MOSCOW (AP) — During an evening last summer, Mikhail Khachaturyan concluded that his living room was not tidy enough, so he summoned his three teenage daughters one by one and doused each with pepper spray.
According to court records, this kind of abuse and violence was not unusual in the Khachaturyan household. Eventually daughters, Maria, Angelina and Krestina Khachaturyan could not take it anymore. They waited until their father fell asleep in his rocking chair and attacked him with a kitchen knife and a hammer. He put up a fight but died within minutes.
The sisters, now aged 18, 19 and 20, were charged last month with premeditated murder in a case that has drawn outrage and illustrated how the Russian justice system handles domestic violence and sexual abuse cases.
An online petition has so far gathered more than 200,000 signatures urging prosecutors to drop the murder charges, which could land the sisters in prison for up to 20 years.
Supporters of the three sisters have protested outside Russian embassies in more than 20 locations abroad, and a theater has staged a show in solidarity. On Saturday a major rally in central Moscow was schedules, but was canceled due to a refusal by city hall to provide security for the gathering.
“The Khachaturyan case is quite indicative of the general situation with domestic violence and how the Russian state responds to this problem,” says Yulia Gorbunova, who wrote an extensive report on domestic violence for Human Rights Watch last year.
Pressured by conservative family groups, President Vladimir Putin in 2017 signed a law decriminalizing some forms of domestic violence, which has no fixed definition in Russian legislation. Domestic abuse cases are routinely ignored by Police who tend to turn a blind eye to these events. Other preventive measures, such as restraining orders, are either lacking or not in wide use.
Court records showed that the three Khachaturyan sisters were repeatedly beaten and sexually abused by their father, a war veteran. He had kept a stockpile of knives, guns and rifles at home despite having been diagnosed with a neurological disorder. He repeatedly threatened his family and neighbors with violence.
Lawyers for the Khachaturyan sisters say their clients were driven to the edge.
“The first day we met,” Krestina’s lawyer Alexei Liptser said, “she said she’s better off here, in jail, than living at home the way she had been.”
Seeking help from the police was not an option for the three sisters because they feared that things would escalate. A few friends knew about some of the horrors they had experienced but were asked not to go to the police.

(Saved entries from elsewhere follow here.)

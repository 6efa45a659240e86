//! HTTP API surface: callback ingestion and operator endpoints

pub mod auth;
pub mod handlers;
pub mod serve;
pub mod state;
//! Rollback engine: re-publishes an older success-terminal deployment
//! from its stored artifact

use std::sync::Arc;

use tracing::info;

use crate::errors::ControlError;
use crate::models::deployment::{Deployment, DeploymentId, ProjectId};
use crate::models::Environment;
use crate::registry::{DeploymentFilter, Registry};

use super::finalizer::Finalizer;
use super::LogSink;

/// Re-runs the finalize-equivalent publish against an older deployment.
pub struct RollbackEngine {
    registry: Arc<dyn Registry>,
    finalizer: Arc<Finalizer>,
}

impl RollbackEngine {
    pub fn new(registry: Arc<dyn Registry>, finalizer: Arc<Finalizer>) -> Self {
        Self {
            registry,
            finalizer,
        }
    }

    /// Check every rollback precondition without publishing. Returns the
    /// eligible target deployment.
    async fn check_preconditions(
        &self,
        project_id: &ProjectId,
        target_id: &DeploymentId,
        environment: Environment,
    ) -> Result<Deployment, ControlError> {
        let target = self
            .registry
            .deployment(target_id)
            .await?
            .ok_or_else(|| ControlError::NotFound(format!("deployment {}", target_id)))?;

        if &target.project_id != project_id {
            return Err(ControlError::PreconditionFailed(format!(
                "deployment {} does not belong to project {}",
                target_id, project_id
            )));
        }
        if target.environment() != environment {
            return Err(ControlError::PreconditionFailed(format!(
                "deployment {} targets {}, not {}",
                target_id,
                target.environment(),
                environment
            )));
        }
        if !target.status.is_success_terminal() {
            return Err(ControlError::PreconditionFailed(format!(
                "deployment {} is {}; only deployed deployments can be rolled back to",
                target_id, target.status
            )));
        }

        let project = self
            .registry
            .project(project_id)
            .await?
            .ok_or_else(|| ControlError::NotFound(format!("project {}", project_id)))?;

        if project.pointer(environment) == Some(target_id) {
            return Err(ControlError::PreconditionFailed(format!(
                "deployment {} is already active for {}",
                target_id, environment
            )));
        }

        // An in-flight publish for the same project/environment would
        // race with the rollback; refuse until it reaches a terminal
        // state.
        let in_flight = self
            .registry
            .list_deployments(
                &DeploymentFilter::new()
                    .with_project(project_id.clone())
                    .with_environment(environment),
            )
            .await?
            .into_iter()
            .find(|d| !d.status.is_terminal());

        if let Some(d) = in_flight {
            return Err(ControlError::PreconditionFailed(format!(
                "deployment {} is {}; wait for it to finish before rolling back",
                d.id, d.status
            )));
        }

        Ok(target)
    }

    /// Roll the environment back to `target_id`.
    ///
    /// The target's record is reused: `published_at` and `created_at`
    /// stay as they were, so garbage-collection ordering is unaffected.
    pub async fn rollback(
        &self,
        project_id: &ProjectId,
        target_id: &DeploymentId,
        environment: Environment,
        log: &dyn LogSink,
    ) -> Result<(), ControlError> {
        let target = self
            .check_preconditions(project_id, target_id, environment)
            .await?;

        let project = self
            .registry
            .project(project_id)
            .await?
            .ok_or_else(|| ControlError::NotFound(format!("project {}", project_id)))?;

        info!(
            project = %project.slug,
            deployment_id = %target_id,
            environment = %environment,
            "rolling back"
        );
        log.append(&format!(
            "Rolling back {} to deployment {}",
            environment, target_id
        ));

        let outcome = self.finalizer.republish(&project, &target, log).await?;
        log.append(&format!("Rollback complete: {}", outcome.endpoint));
        Ok(())
    }
}
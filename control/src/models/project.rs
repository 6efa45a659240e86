//! Project models

use std::collections::BTreeMap;

use chrono::{DateTime, Utc};
use serde::{Deserialize, Serialize};

use crate::models::deployment::{DeploymentId, ProjectId};
use crate::models::Environment;

/// Closed set of deployable project types.
///
/// Finalize logic matches exhaustively on this, so adding a type is a
/// compile-time-checked change.
#[derive(Debug, Clone, Copy, PartialEq, Eq, Serialize, Deserialize)]
#[serde(rename_all = "kebab-case")]
pub enum ProjectType {
    Static,
    BackendPython,
    BackendNode,
}

impl ProjectType {
    pub fn is_backend(self) -> bool {
        match self {
            ProjectType::Static => false,
            ProjectType::BackendPython | ProjectType::BackendNode => true,
        }
    }
}

/// Build/runtime configuration for a project
#[derive(Debug, Clone, Default, Serialize, Deserialize)]
pub struct BuildConfig {
    /// Command to install dependencies
    #[serde(default)]
    pub install_command: Option<String>,

    /// Command to build the artifact
    #[serde(default)]
    pub build_command: Option<String>,

    /// Output directory within the build workspace (static projects)
    #[serde(default)]
    pub output_dir: Option<String>,

    /// Command the function platform runs to start the service (backends)
    #[serde(default)]
    pub start_command: Option<String>,

    /// Serve index.html for unknown paths (single-page apps)
    #[serde(default)]
    pub spa_fallback: bool,
}

/// Per-environment declared environment variables.
///
/// Values are stored decrypted here; encryption at rest happens outside
/// this service.
#[derive(Debug, Clone, Default, Serialize, Deserialize)]
pub struct ProjectEnvVars {
    #[serde(default)]
    pub production: BTreeMap<String, String>,

    #[serde(default)]
    pub staging: BTreeMap<String, String>,
}

impl ProjectEnvVars {
    pub fn for_environment(&self, environment: Environment) -> &BTreeMap<String, String> {
        match environment {
            Environment::Production => &self.production,
            Environment::Staging => &self.staging,
        }
    }
}

/// A deployable unit
#[derive(Debug, Clone, Serialize, Deserialize)]
pub struct Project {
    pub id: ProjectId,

    /// Globally unique slug; hostnames and function names derive from it
    pub slug: String,

    pub project_type: ProjectType,

    #[serde(default)]
    pub build: BuildConfig,

    #[serde(default)]
    pub env_vars: ProjectEnvVars,

    /// Production pointer: the live deployment, if any
    #[serde(skip_serializing_if = "Option::is_none")]
    pub active_deployment_id: Option<DeploymentId>,

    /// Staging pointer
    #[serde(skip_serializing_if = "Option::is_none")]
    pub staging_deployment_id: Option<DeploymentId>,

    /// Function name from before the stable-naming scheme; deleted after
    /// the first successful publish to the stable name
    #[serde(skip_serializing_if = "Option::is_none")]
    pub legacy_function_name: Option<String>,

    /// Optional access-password hash embedded in staging routing records
    #[serde(skip_serializing_if = "Option::is_none")]
    pub staging_password_hash: Option<String>,

    pub created_at: DateTime<Utc>,
    pub updated_at: DateTime<Utc>,
}

impl Project {
    pub fn new(slug: impl Into<String>, project_type: ProjectType) -> Self {
        let now = Utc::now();
        Self {
            id: ProjectId::generate(),
            slug: slug.into(),
            project_type,
            build: BuildConfig::default(),
            env_vars: ProjectEnvVars::default(),
            active_deployment_id: None,
            staging_deployment_id: None,
            legacy_function_name: None,
            staging_password_hash: None,
            created_at: now,
            updated_at: now,
        }
    }

    /// The environment pointer for `environment`
    pub fn pointer(&self, environment: Environment) -> Option<&DeploymentId> {
        match environment {
            Environment::Production => self.active_deployment_id.as_ref(),
            Environment::Staging => self.staging_deployment_id.as_ref(),
        }
    }
}

#[cfg(test)]
mod tests {
    use super::*;

    #[test]
    fn test_project_type_serializes_kebab_case() {
        let s = serde_json::to_string(&ProjectType::BackendPython).unwrap();
        assert_eq!(s, "\"backend-python\"");
    }

    #[test]
    fn test_backend_detection() {
        assert!(!ProjectType::Static.is_backend());
        assert!(ProjectType::BackendNode.is_backend());
    }
}
//! Settings file management

use std::path::Path;

use secrecy::SecretString;
use serde::{Deserialize, Serialize};

use crate::errors::ControlError;
use crate::logs::LogLevel;

/// Control plane settings
#[derive(Debug, Clone, Serialize, Deserialize)]
pub struct Settings {
    /// Log level
    #[serde(default)]
    pub log_level: LogLevel,

    /// HTTP server configuration
    #[serde(default)]
    pub server: ServerSettings,

    /// Apex domain platform hostnames are derived from
    #[serde(default = "default_apex_domain")]
    pub apex_domain: String,

    /// CNAME target externally-owned domains must point at
    #[serde(default = "default_edge_cname_target")]
    pub edge_cname_target: String,

    /// Account-level endpoint backend hostnames resolve to; the
    /// function-platform domain binding validates against this
    #[serde(default = "default_account_endpoint")]
    pub account_dns_endpoint: String,

    /// Shared secret for build-callback signatures
    #[serde(
        default = "default_callback_secret",
        serialize_with = "redact_secret"
    )]
    pub callback_secret: SecretString,

    /// Routing store (edge KV) endpoint
    #[serde(default = "EndpointSettings::routing")]
    pub routing_store: EndpointSettings,

    /// Function platform endpoint
    #[serde(default = "EndpointSettings::functions")]
    pub function_platform: EndpointSettings,

    /// DNS provider endpoint
    #[serde(default = "EndpointSettings::dns")]
    pub dns_provider: EndpointSettings,

    /// Edge-hostname provisioning endpoint
    #[serde(default = "EndpointSettings::edge_hostnames")]
    pub edge_hostnames: EndpointSettings,

    /// Artifact object storage endpoint
    #[serde(default = "EndpointSettings::artifacts")]
    pub artifact_store: EndpointSettings,

    /// Enable the publisher worker
    #[serde(default = "default_true")]
    pub enable_publisher: bool,

    /// Enable the periodic garbage-collection worker
    #[serde(default = "default_true")]
    pub enable_gc_worker: bool,

    /// Publisher polling interval in seconds
    #[serde(default = "default_publisher_interval")]
    pub publisher_interval_secs: u64,

    /// GC sweep interval in seconds
    #[serde(default = "default_gc_interval")]
    pub gc_interval_secs: u64,

    /// Success-terminal deployments kept per project/environment beyond
    /// the protected set
    #[serde(default = "default_gc_keep_count")]
    pub gc_keep_count: usize,
}

fn default_true() -> bool {
    true
}

fn default_apex_domain() -> String {
    "caravel.app".to_string()
}

fn default_edge_cname_target() -> String {
    "edge.caravel.app".to_string()
}

fn default_account_endpoint() -> String {
    "ingress.caravel.app".to_string()
}

fn default_callback_secret() -> SecretString {
    SecretString::from("dev-only-secret")
}

fn default_publisher_interval() -> u64 {
    5
}

fn default_gc_interval() -> u64 {
    3600
}

fn default_gc_keep_count() -> usize {
    3
}

fn redact_secret<S>(_: &SecretString, serializer: S) -> Result<S::Ok, S::Error>
where
    S: serde::Serializer,
{
    serializer.serialize_str("<redacted>")
}

impl Default for Settings {
    fn default() -> Self {
        Self {
            log_level: LogLevel::Info,
            server: ServerSettings::default(),
            apex_domain: default_apex_domain(),
            edge_cname_target: default_edge_cname_target(),
            account_dns_endpoint: default_account_endpoint(),
            callback_secret: default_callback_secret(),
            routing_store: EndpointSettings::routing(),
            function_platform: EndpointSettings::functions(),
            dns_provider: EndpointSettings::dns(),
            edge_hostnames: EndpointSettings::edge_hostnames(),
            artifact_store: EndpointSettings::artifacts(),
            enable_publisher: true,
            enable_gc_worker: true,
            publisher_interval_secs: default_publisher_interval(),
            gc_interval_secs: default_gc_interval(),
            gc_keep_count: default_gc_keep_count(),
        }
    }
}

impl Settings {
    /// Load settings from a JSON file, falling back to defaults when the
    /// file does not exist
    pub fn load(path: &Path) -> Result<Self, ControlError> {
        if !path.exists() {
            return Ok(Settings::default());
        }
        let contents = std::fs::read_to_string(path)?;
        let settings = serde_json::from_str(&contents)?;
        Ok(settings)
    }
}

/// HTTP server settings
#[derive(Debug, Clone, Serialize, Deserialize)]
pub struct ServerSettings {
    #[serde(default = "default_host")]
    pub host: String,

    #[serde(default = "default_port")]
    pub port: u16,
}

fn default_host() -> String {
    "0.0.0.0".to_string()
}

fn default_port() -> u16 {
    8090
}

impl Default for ServerSettings {
    fn default() -> Self {
        Self {
            host: default_host(),
            port: default_port(),
        }
    }
}

/// Settings for one upstream service client
#[derive(Debug, Clone, Serialize, Deserialize)]
pub struct EndpointSettings {
    pub base_url: String,

    #[serde(default)]
    pub api_token: String,

    /// Bounded request timeout; no external call may hang the state machine
    #[serde(default = "default_timeout_secs")]
    pub timeout_secs: u64,
}

fn default_timeout_secs() -> u64 {
    30
}

impl EndpointSettings {
    fn with_url(base_url: &str) -> Self {
        Self {
            base_url: base_url.to_string(),
            api_token: String::new(),
            timeout_secs: default_timeout_secs(),
        }
    }

    fn routing() -> Self {
        Self::with_url("http://localhost:8781")
    }

    fn functions() -> Self {
        Self::with_url("http://localhost:8782")
    }

    fn dns() -> Self {
        Self::with_url("http://localhost:8783")
    }

    fn edge_hostnames() -> Self {
        Self::with_url("http://localhost:8784")
    }

    fn artifacts() -> Self {
        Self::with_url("http://localhost:8785")
    }

    pub fn timeout(&self) -> std::time::Duration {
        std::time::Duration::from_secs(self.timeout_secs)
    }
}

#[cfg(test)]
mod tests {
    use super::*;

    #[test]
    fn test_defaults_from_empty_json() {
        let settings: Settings = serde_json::from_str("{}").unwrap();
        assert_eq!(settings.gc_keep_count, 3);
        assert_eq!(settings.apex_domain, "caravel.app");
        assert!(settings.enable_publisher);
    }

    #[test]
    fn test_secret_not_serialized() {
        let settings = Settings::default();
        let json = serde_json::to_string(&settings).unwrap();
        assert!(!json.contains("dev-only-secret"));
        assert!(json.contains("<redacted>"));
    }
}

In the year before the attack, the girls attended fewer than two months of school classes in total, but the school administration did not interfere or investigate the situation.
Prosecutors acknowledge the extraordinarily violent circumstances that pushed the teenagers to kill their father but insisted they should be tried for murder. The sisters’ lawyers argue that they were acting in self-defense in circumstances of lasting abuse and life-threatening violence.

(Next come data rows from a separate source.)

//! Deployment status state machine

use serde::{Deserialize, Serialize};

use crate::errors::ControlError;

/// Deployment lifecycle status
///
/// `QUEUED -> CLONING -> BUILDING -> UPLOADING -> DEPLOYING -> DEPLOYED`,
/// with `FAILED` and `CANCELLED` reachable from any non-terminal state and
/// `PURGED` reachable only from `DEPLOYED` (artifact reclaimed, the deploy
/// itself still counts as having succeeded).
#[derive(Debug, Clone, Copy, PartialEq, Eq, Serialize, Deserialize)]
#[serde(rename_all = "lowercase")]
pub enum DeploymentStatus {
    /// Created, waiting for the build system to pick it up
    Queued,

    /// Build system is fetching the source revision
    Cloning,

    /// Build in progress
    Building,

    /// Artifact upload in progress
    Uploading,

    /// Upload confirmed, awaiting finalize
    Deploying,

    /// Published and routable (success terminal)
    Deployed,

    /// Build or publish failed
    Failed,

    /// Explicitly cancelled by an operator
    Cancelled,

    /// Artifact storage reclaimed by garbage collection
    Purged,
}

impl DeploymentStatus {
    /// Position in the forward chain; terminal side-states have no rank.
    fn rank(self) -> Option<u8> {
        match self {
            DeploymentStatus::Queued => Some(0),
            DeploymentStatus::Cloning => Some(1),
            DeploymentStatus::Building => Some(2),
            DeploymentStatus::Uploading => Some(3),
            DeploymentStatus::Deploying => Some(4),
            DeploymentStatus::Deployed => Some(5),
            DeploymentStatus::Failed | DeploymentStatus::Cancelled | DeploymentStatus::Purged => {
                None
            }
        }
    }

    /// Whether no further lifecycle transitions are expected
    pub fn is_terminal(self) -> bool {
        matches!(
            self,
            DeploymentStatus::Deployed
                | DeploymentStatus::Failed
                | DeploymentStatus::Cancelled
                | DeploymentStatus::Purged
        )
    }

    /// The one non-failure terminal state
    pub fn is_success_terminal(self) -> bool {
        self == DeploymentStatus::Deployed
    }

    /// Whether `self -> to` follows the directed transition graph
    pub fn can_transition_to(self, to: DeploymentStatus) -> bool {
        match (self, to) {
            // GC reclaims artifacts of successful deployments only
            (DeploymentStatus::Deployed, DeploymentStatus::Purged) => true,
            (DeploymentStatus::Deployed, _) => false,
            (DeploymentStatus::Failed | DeploymentStatus::Cancelled | DeploymentStatus::Purged, _) => {
                false
            }
            // Any non-terminal state may fail or be cancelled
            (_, DeploymentStatus::Failed | DeploymentStatus::Cancelled) => true,
            (_, DeploymentStatus::Purged) => false,
            // Forward-only along the chain
            (from, to) => match (from.rank(), to.rank()) {
                (Some(f), Some(t)) => t > f,
                _ => false,
            },
        }
    }

    pub fn as_str(self) -> &'static str {
        match self {
            DeploymentStatus::Queued => "queued",
            DeploymentStatus::Cloning => "cloning",
            DeploymentStatus::Building => "building",
            DeploymentStatus::Uploading => "uploading",
            DeploymentStatus::Deploying => "deploying",
            DeploymentStatus::Deployed => "deployed",
            DeploymentStatus::Failed => "failed",
            DeploymentStatus::Cancelled => "cancelled",
            DeploymentStatus::Purged => "purged",
        }
    }
}

impl std::fmt::Display for DeploymentStatus {
    fn fmt(&self, f: &mut std::fmt::Formatter<'_>) -> std::fmt::Result {
        f.write_str(self.as_str())
    }
}

/// Status label carried by a build callback
#[derive(Debug, Clone, Copy, PartialEq, Eq, Serialize, Deserialize)]
#[serde(rename_all = "lowercase")]
pub enum CallbackStatus {
    Cloning,
    Building,
    Uploading,
    Uploaded,
    Failed,
}

impl CallbackStatus {
    pub fn parse(label: &str) -> Option<Self> {
        match label {
            "cloning" => Some(CallbackStatus::Cloning),
            "building" => Some(CallbackStatus::Building),
            "uploading" => Some(CallbackStatus::Uploading),
            "uploaded" => Some(CallbackStatus::Uploaded),
            "failed" => Some(CallbackStatus::Failed),
            _ => None,
        }
    }

    pub fn as_str(self) -> &'static str {
        match self {
            CallbackStatus::Cloning => "cloning",
            CallbackStatus::Building => "building",
            CallbackStatus::Uploading => "uploading",
            CallbackStatus::Uploaded => "uploaded",
            CallbackStatus::Failed => "failed",
        }
    }
}

/// Outcome of applying a callback label to a deployment
#[derive(Debug, Clone, Copy, PartialEq, Eq)]
pub enum Transition {
    /// The status changed to the contained value
    Advanced(DeploymentStatus),

    /// Redelivered signal; acknowledged without any state change
    Noop,
}

/// Apply a build-callback label to the current status.
///
/// Redelivery of an already-applied label is a `Noop`; in particular a
/// duplicate `uploaded` on a deployment that is already `DEPLOYING` or
/// `DEPLOYED` must not re-run finalize. The callback sender retries, so
/// this guard is load-bearing.
pub fn apply_callback(
    current: DeploymentStatus,
    label: CallbackStatus,
) -> Result<Transition, ControlError> {
    let target = match label {
        CallbackStatus::Cloning => DeploymentStatus::Cloning,
        CallbackStatus::Building => DeploymentStatus::Building,
        CallbackStatus::Uploading => DeploymentStatus::Uploading,
        CallbackStatus::Uploaded => DeploymentStatus::Deploying,
        CallbackStatus::Failed => DeploymentStatus::Failed,
    };

    if current == target {
        return Ok(Transition::Noop);
    }

    // Idempotency guard for the terminal upload signal
    if label == CallbackStatus::Uploaded
        && matches!(
            current,
            DeploymentStatus::Deploying | DeploymentStatus::Deployed
        )
    {
        return Ok(Transition::Noop);
    }

    if current.can_transition_to(target) {
        Ok(Transition::Advanced(target))
    } else {
        Err(ControlError::InvalidTransition {
            from: current.to_string(),
            label: label.as_str().to_string(),
        })
    }
}

#[cfg(test)]
mod tests {
    use super::*;

    #[test]
    fn test_forward_chain() {
        use DeploymentStatus::*;
        assert!(Queued.can_transition_to(Cloning));
        assert!(Cloning.can_transition_to(Building));
        assert!(Building.can_transition_to(Uploading));
        assert!(Uploading.can_transition_to(Deploying));
        assert!(Deploying.can_transition_to(Deployed));
        // skips forward are allowed, backwards never
        assert!(Queued.can_transition_to(Building));
        assert!(!Building.can_transition_to(Cloning));
    }

    #[test]
    fn test_terminal_states_reject() {
        use DeploymentStatus::*;
        for terminal in [Failed, Cancelled, Purged] {
            for target in [Queued, Cloning, Building, Uploading, Deploying, Deployed, Failed] {
                assert!(!terminal.can_transition_to(target));
            }
        }
        assert!(Deployed.can_transition_to(Purged));
        assert!(!Deployed.can_transition_to(Failed));
        assert!(!Deploying.can_transition_to(Purged));
    }

    #[test]
    fn test_uploaded_is_idempotent() {
        let t = apply_callback(DeploymentStatus::Uploading, CallbackStatus::Uploaded).unwrap();
        assert_eq!(t, Transition::Advanced(DeploymentStatus::Deploying));

        let t = apply_callback(DeploymentStatus::Deploying, CallbackStatus::Uploaded).unwrap();
        assert_eq!(t, Transition::Noop);

        let t = apply_callback(DeploymentStatus::Deployed, CallbackStatus::Uploaded).unwrap();
        assert_eq!(t, Transition::Noop);
    }

    #[test]
    fn test_callback_from_terminal_rejected() {
        let err = apply_callback(DeploymentStatus::Failed, CallbackStatus::Building).unwrap_err();
        assert!(matches!(err, ControlError::InvalidTransition { .. }));

        let err = apply_callback(DeploymentStatus::Cancelled, CallbackStatus::Uploaded).unwrap_err();
        assert!(matches!(err, ControlError::InvalidTransition { .. }));
    }

    #[test]
    fn test_unknown_label_rejected() {
        assert!(CallbackStatus::parse("exploded").is_none());
        assert_eq!(CallbackStatus::parse("uploaded"), Some(CallbackStatus::Uploaded));
    }

    #[test]
    fn test_status_serializes_lowercase() {
        let s = serde_json::to_string(&DeploymentStatus::Deploying).unwrap();
        assert_eq!(s, "\"deploying\"");
        let s: DeploymentStatus = serde_json::from_str("\"purged\"").unwrap();
        assert_eq!(s, DeploymentStatus::Purged);
    }
}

The sisters have been released on bail and are barred from seeing each other, meeting with witnesses in the case and talking to the media. They are reportedly in good spirits. “At least, no one is beating them up,” Liptser says.

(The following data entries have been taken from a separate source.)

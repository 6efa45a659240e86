//! Embeds build metadata (commit and timestamp) for the version command.

use std::path::Path;
use std::process::Command;

use chrono::Utc;

fn main() {
    let commit = commit_from_git()
        .or_else(pinned_commit)
        .unwrap_or_else(|| "unknown".to_string());
    let build_time = Utc::now().format("%Y-%m-%d %H:%M:%S UTC").to_string();

    println!("cargo:rustc-env=GIT_HASH={}", commit);
    println!("cargo:rustc-env=BUILD_TIME={}", build_time);

    println!("cargo:rerun-if-changed=.git/HEAD");
    println!("cargo:rerun-if-changed=../Cargo.toml");
}

fn commit_from_git() -> Option<String> {
    let output = Command::new("git")
        .args(["rev-parse", "--short", "HEAD"])
        .output()
        .ok()?;
    if !output.status.success() {
        return None;
    }
    let hash = String::from_utf8(output.stdout).ok()?.trim().to_string();
    (!hash.is_empty()).then_some(hash)
}

/// Release tarballs carry no .git directory; the workspace manifest pins
/// the commit under `[workspace.metadata] git_commit` instead.
fn pinned_commit() -> Option<String> {
    let manifest_dir = std::env::var("CARGO_MANIFEST_DIR").ok()?;
    let workspace_manifest = Path::new(&manifest_dir).join("../Cargo.toml");
    let contents = std::fs::read_to_string(workspace_manifest).ok()?;
    let value = contents
        .lines()
        .filter_map(|line| line.split_once('='))
        .find(|(key, _)| key.trim() == "git_commit")
        .map(|(_, value)| value.trim().trim_matches('"').to_string())?;
    (!value.is_empty()).then_some(value)
}
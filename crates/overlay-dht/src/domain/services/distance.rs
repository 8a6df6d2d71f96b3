//! Kademlia distance calculations.

use crate::domain::{Distance, NodeId, NODE_ID_LEN};

/// XOR distance between two NodeIds.
///
/// - Symmetric: `xor_distance(a, b) == xor_distance(b, a)`
/// - Zero only for identical identifiers
pub fn xor_distance(a: &NodeId, b: &NodeId) -> Distance {
    let a_bytes = a.as_bytes();
    let b_bytes = b.as_bytes();

    let mut out = [0u8; NODE_ID_LEN];
    for (i, byte) in out.iter_mut().enumerate() {
        *byte = a_bytes[i] ^ b_bytes[i];
    }
    Distance(out)
}

/// Length of the common bit prefix of two identifiers (0..=160).
///
/// Equal to the position of the highest differing bit; this is the only
/// place identifier bits are read positionally, for bucket indexing.
#[inline]
pub fn shared_prefix_len(a: &NodeId, b: &NodeId) -> usize {
    xor_distance(a, b).leading_zeros()
}
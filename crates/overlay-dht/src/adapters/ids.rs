use rand::RngCore;

use crate::domain::{NodeId, NODE_ID_LEN};
use crate::ports::NodeIdGenerator;

/// Uniformly random 160-bit identifiers from the thread-local RNG.
#[derive(Debug, Clone, Copy, Default)]
pub struct RandomNodeIdGenerator;

impl NodeIdGenerator for RandomNodeIdGenerator {
    fn generate(&self) -> NodeId {
        let mut bytes = [0u8; NODE_ID_LEN];
        rand::thread_rng().fill_bytes(&mut bytes);
        NodeId::new(bytes)
    }
}
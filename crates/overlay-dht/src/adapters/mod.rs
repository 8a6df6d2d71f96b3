//! # Adapters Layer
//!
//! Concrete implementations of the outbound ports.
//!
//! - `memory`: ordered in-memory store
//! - `time`: system clock
//! - `ids`: random node identifiers
//! - `config`: static and TOML configuration providers (TOML needs feature `config`)
//! - `rocksdb`: persistent store (feature `rocksdb`)

pub mod config;
pub mod ids;
pub mod memory;
#[cfg(feature = "rocksdb")]
pub mod rocksdb;
pub mod time;

pub use config::StaticConfigProvider;
#[cfg(feature = "config")]
pub use config::{ConfigError, TomlConfigProvider};
pub use ids::RandomNodeIdGenerator;
pub use memory::InMemoryKVStore;
#[cfg(feature = "rocksdb")]
pub use self::rocksdb::{RocksDbConfig, RocksDbStore};
pub use time::SystemTimeSource;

The case inspired 29-year-old Zarema Zaudinova to direct a show at the underground Theater Doc last week, combining the sisters’ experiences with performers’ own personal stories. Some members of the audience walked out after one of the more graphic accounts of abuse.
“We have no protection,” Zaudinova says. “We will either get raped or we will get thrown into prison if we defend ourselves.”
The women of Theater Doc say the outcome of the Khachaturyan case would send a strong message to Russian society.
“We need to fight for it, and talk loud and clear about it,” says Zaudinova, who herself told a story onstage of being molested by a male relative at the age of 12. “If the girls get sent to prison and the court doesn’t acknowledge that that was self-defense, they will be putting more people in prison and you won’t be able to do anything to the person who decided to rape you.”
Research on Russian criminal court cases compiled by the outlet Media Zona shows that of 2,500 women convicted of manslaughter or murder in 2016 to 2018, nearly 2,000 killed a family member in a domestic violence setting.
Human Rights Watch has documented cases where “a very clear case of self-defense” was not recognized as such by prosecutors and led to the victim’s imprisonment, according to Gorbunova.
“The choice is not whether you go to the police and get help,” she says. “The choice for these women was either to die or they had to protect themselves to the best of their ability.”
The bill to replace jail terms with fines in certain cases of domestic violence breezed through the Russian parliament in 2017 and was promptly signed by Putin. Despite its detrimental effect on domestic violence victims, the measure sparked a rare public debate on the issue in a country where a proverb goes: “If he beats you that means he loves you.”
Gorbunova says that public perception of domestic violence has been changing, triggered by the highly publicized court cases like that of the Khachaturyans or the case of Margarita Gracheva, whose husband, previously reported to police for threatening violence, took her to a forest and chopped off her hands. Gracheva endured online bullying and accusations of “provoking” her spouse before he was sentenced to 14 years in prison last year, a rare victory for a domestic violence victim in Russia.